(Saved entries)

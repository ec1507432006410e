//! Line-oriented diagnostics and terminal pipeline errors.

use crate::token::Span;

use core::fmt;

use thiserror::Error;

/// A single source-anchored diagnostic.
///
/// Rendered as the offending line, a caret under the offending column, and
/// the message:
///
/// ```text
/// main.hatch:3:  let int x = ;
///               ^
/// Expected expression
/// ```
#[derive(Debug, Clone, PartialEq, Eq)]
pub struct Diagnostic {
    /// Location the diagnostic is anchored at.
    pub span: Span,
    /// Human-readable description.
    pub message: String,
}

impl fmt::Display for Diagnostic {
    fn fmt(&self, f: &mut fmt::Formatter<'_>) -> fmt::Result {
        writeln!(
            f,
            "{}:{}:  {}",
            self.span.file, self.span.line, self.span.line_text
        )?;
        writeln!(f, "{}^", " ".repeat(self.span.column as usize))?;
        writeln!(f, "{}", self.message)
    }
}

/// Collects diagnostics across parsing and checking; the pipeline aborts
/// after a pass if any were recorded.
#[derive(Debug, Default)]
pub struct Diagnostics {
    entries: Vec<Diagnostic>,
}

impl Diagnostics {
    /// An empty sink.
    pub fn new() -> Self {
        Self::default()
    }

    /// Records a diagnostic.
    pub fn report(&mut self, span: Span, message: impl Into<String>) {
        self.entries.push(Diagnostic {
            span,
            message: message.into(),
        });
    }

    /// Whether anything was recorded.
    pub fn has_errors(&self) -> bool {
        !self.entries.is_empty()
    }

    /// The recorded diagnostics.
    pub fn entries(&self) -> &[Diagnostic] {
        &self.entries
    }
}

impl fmt::Display for Diagnostics {
    fn fmt(&self, f: &mut fmt::Formatter<'_>) -> fmt::Result {
        for entry in &self.entries {
            writeln!(f, "{entry}")?;
        }
        Ok(())
    }
}

/// Terminal compilation failures.
#[derive(Debug, Error)]
pub enum CompileError {
    /// One or more diagnostics were reported; the rendered text carries
    /// them all.
    #[error("compilation failed:\n{0}")]
    Reported(String),

    /// The linked image does not fit the program region.
    #[error("image too large: {size} bytes exceeds the {limit}-byte program region")]
    ImageTooLarge {
        /// Linked image size.
        size: usize,
        /// The program region ceiling.
        limit: usize,
    },

    /// A linked operand fell outside the byte range.
    #[error("operand out of range 0..=255: {value}")]
    OperandOutOfRange {
        /// The resolved value.
        value: i64,
    },

    /// A call or function-value placeholder had no emitted body to bind
    /// to.
    #[error("unresolved function reference `{name}`")]
    UnresolvedFunction {
        /// Mangled name of the missing function.
        name: String,
    },

    /// No `main` function was declared in the main file.
    #[error("no main function found")]
    NoMainFunction,

    /// An `import` did not resolve to a file on the library path.
    #[error("could not find module `{module}`")]
    ModuleNotFound {
        /// Dotted module path as written.
        module: String,
    },

    /// The emitter met a node shape the checker should have rejected.
    #[error("internal emitter error: {0}")]
    Internal(String),
}

impl From<&Diagnostics> for CompileError {
    fn from(diags: &Diagnostics) -> Self {
        Self::Reported(diags.to_string())
    }
}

> Required action: Wherever a line in the entries holds "region", copy that line.

> Output for this task:
    /// The linked image does not fit the program region.
    #[error("image too large: {size} bytes exceeds the {limit}-byte program region")]
        /// The program region ceiling.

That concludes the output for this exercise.